Lo sé porque me he cortado el pelo al cero. Nunca lo hice antes y fue una experiencia alegre, llena de libertad, de las pocas libertades que ya me quedan. Sé que tú te dejaste la barba, y que las canas que ella ocultaba, ahora parecen tallos sin vida.
Han escondido la libertad, y ya casi nadie quiere jugar conmigo al escondite. Pero es tan potente como el magma o como los pequeños picotazos del polluelo en la oquedad del huevo. Qué rabia, estando ella tan cerca, y he estado a punto de morir sin libertad.
Antaño fue el martillo de Odín, la mirada de Palas Atenea, la lubricidad de Afrodita o la castidad de Artemisa. La belleza estaba en la muerte. El arte de saber morir. Ellos ya han muerto también. ¿Pero por qué ahora nos dejamos matar tan inútilmente?
Ayer salí a ver los árboles, quise respirar algo de esa naturaleza que regresa sin control. Vi al tigre detrás de unos matojos, a la víbora silbando entre las gravas, pero no tuve tanto miedo como ahora, que estoy aquí sentado escribiendo el testamento que ellos desearían que no os dejara.
Puede que el terror, la desesperanza, me matarán antes que el enfisema que ya oigo silbar. Que la diarrea que me despierta todas las noches no será la que finalmente robe toda el agua de mi cuerpo, sino esta mansedumbre de morirme sin poder vivir.
Hay algo más. Tú lo sabes igual que yo. No somos tan tontos, ni ellos tan inteligentes. Pero cuando el vecino y el amigo, hasta el amor, te recomiendan paciencia y confianza, sientes que la vida huye, que la libertad que veías en sus pupilas ahora te ata a la seguridad de las normas, los tabúes, los fetiches, que mi muerte se acerca más rápida que mi libertad.
Morir no es una opción, es un derecho y una obligación tan humana y natural. Yo deseo morir. Pero me han robado el azar y la libertad de mi muerte.

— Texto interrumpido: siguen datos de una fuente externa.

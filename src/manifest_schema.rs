//! The concrete mod manifest schema and its validation. Per the component
//! design notes, validation is an aggregate `validate()` that fans
//! individual field checks out and collects every failure rather than
//! stopping at the first one.

use serde::{Deserialize, Serialize};

use bmt_ignore::ManifestOracle;

#[derive(Debug, Serialize, Deserialize, Clone, PartialEq, Eq)]
pub struct ModManifest {
    pub name: String,
    #[serde(default)]
    pub id: String,
    #[serde(default)]
    pub version: String,
    #[serde(default)]
    pub author: String,
    #[serde(default)]
    pub description: String,
}

/// One field-level validation failure.
#[derive(Debug, Clone, PartialEq, Eq)]
pub struct ValidationError {
    pub field: &'static str,
    pub message: String,
}

impl ValidationError {
    fn new(field: &'static str, message: impl Into<String>) -> ValidationError {
        ValidationError { field, message: message.into() }
    }
}

impl ModManifest {
    /// Runs every field validator and collects all failures, rather than
    /// returning on the first one — callers that want all problems at once
    /// (e.g. to show a user a full list) get them.
    pub fn validate(&self) -> Vec<ValidationError> {
        let mut errors = Vec::new();

        if self.name.trim().is_empty() {
            errors.push(ValidationError::new("name", "must not be empty"));
        }
        if self.id.trim().is_empty() {
            errors.push(ValidationError::new("id", "must not be empty"));
        } else if !self.id.chars().all(|c| c.is_ascii_alphanumeric() || c == '-' || c == '_') {
            errors.push(ValidationError::new(
                "id",
                "must contain only letters, digits, '-' or '_'",
            ));
        }
        if !self.version.is_empty() && !is_plausible_version(&self.version) {
            errors.push(ValidationError::new("version", "must look like a dotted version number"));
        }

        errors
    }
}

fn is_plausible_version(v: &str) -> bool {
    v.split('.').all(|part| !part.is_empty() && part.chars().all(|c| c.is_ascii_digit()))
}

/// Implements the core crate's typed parse-and-validate oracle for the
/// concrete manifest schema. `strict` selects between the two explicit
/// modes the design notes call out: a non-empty error list either discards
/// the record (`strict = true`) or is ignored and the structurally valid
/// record is returned anyway (`strict = false`).
pub struct BmtManifestOracle {
    pub strict: bool,
}

impl ManifestOracle<ModManifest> for BmtManifestOracle {
    fn parse_and_validate(&self, bytes: &[u8]) -> Option<ModManifest> {
        let text = std::str::from_utf8(bytes).ok()?;
        let manifest: ModManifest = serde_json::from_str(text).ok()?;
        if self.strict && !manifest.validate().is_empty() {
            return None;
        }
        Some(manifest)
    }
}

#[cfg(test)]
mod tests {
    use super::*;

    fn valid() -> ModManifest {
        ModManifest {
            name: "Example Mod".to_string(),
            id: "example_mod".to_string(),
            version: "1.2.3".to_string(),
            author: "Someone".to_string(),
            description: "Does things".to_string(),
        }
    }

    #[test]
    fn valid_manifest_has_no_errors() {
        assert!(valid().validate().is_empty());
    }

    #[test]
    fn empty_name_and_id_both_reported() {
        let manifest = ModManifest { name: String::new(), id: String::new(), ..valid() };
        let errors = manifest.validate();
        assert_eq!(errors.len(), 2);
        assert!(errors.iter().any(|e| e.field == "name"));
        assert!(errors.iter().any(|e| e.field == "id"));
    }

    #[test]
    fn strict_oracle_drops_invalid_records() {
        let oracle = BmtManifestOracle { strict: true };
        let bytes = br#"{"name":"","id":"ok"}"#;
        assert!(oracle.parse_and_validate(bytes).is_none());
    }

    #[test]
    fn lenient_oracle_keeps_invalid_records() {
        let oracle = BmtManifestOracle { strict: false };
        let bytes = br#"{"name":"","id":"ok"}"#;
        assert!(oracle.parse_and_validate(bytes).is_some());
    }

    #[test]
    fn broken_json_yields_none_regardless_of_mode() {
        let oracle = BmtManifestOracle { strict: false };
        assert!(oracle.parse_and_validate(b"{ broken json").is_none());
    }
}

Si no quieres firmar conmigo este testamento, quizá es que ya crees que eres de ellos –ellos lo llaman, de los nuestros-, de los que tienen la vacuna. Pero no temas, no te la van a dar. Porque la vacuna es la fe, y la seguridad, su señuelo. Te vas a pudrir sin remedio, porque la libertad no es una opción, sino una obligación, en este caso, enemigo, la de preferir que yo me muera antes que tú.
Quieren que veamos a un asesino en cada mirada. Y la de los niños no es mejor que la de los ancianos. Yo mismo me he convertido en un asesino a sueldo, si firmo los informes, o simplemente miro por la ventana de mi oficina la llegada del cernícalo desde África.
Me voy triste. Porque podría haber tenido muchos amigos. La Humanidad me los ha quitado a casi todos. Me siento tan solo. Y hasta doy pena, porque no sé aplaudir ni reír sus gracias.
Mañana moriré, sí, cuando el virus me recuerde quién he sido. Todos hemos sido algo.
Puede que todavía haya gente que emplee toda su libertad en querer comprar la vacuna. Qué lástima que pierdan así su vida, y que me la quieran hacer perder también a mí.
No hay que vencer a la muerte.
Me quieren echar.
Pero voy a intentar quedarme un poco más,
si puedo,
porque todavía no he sabido ganar la vida.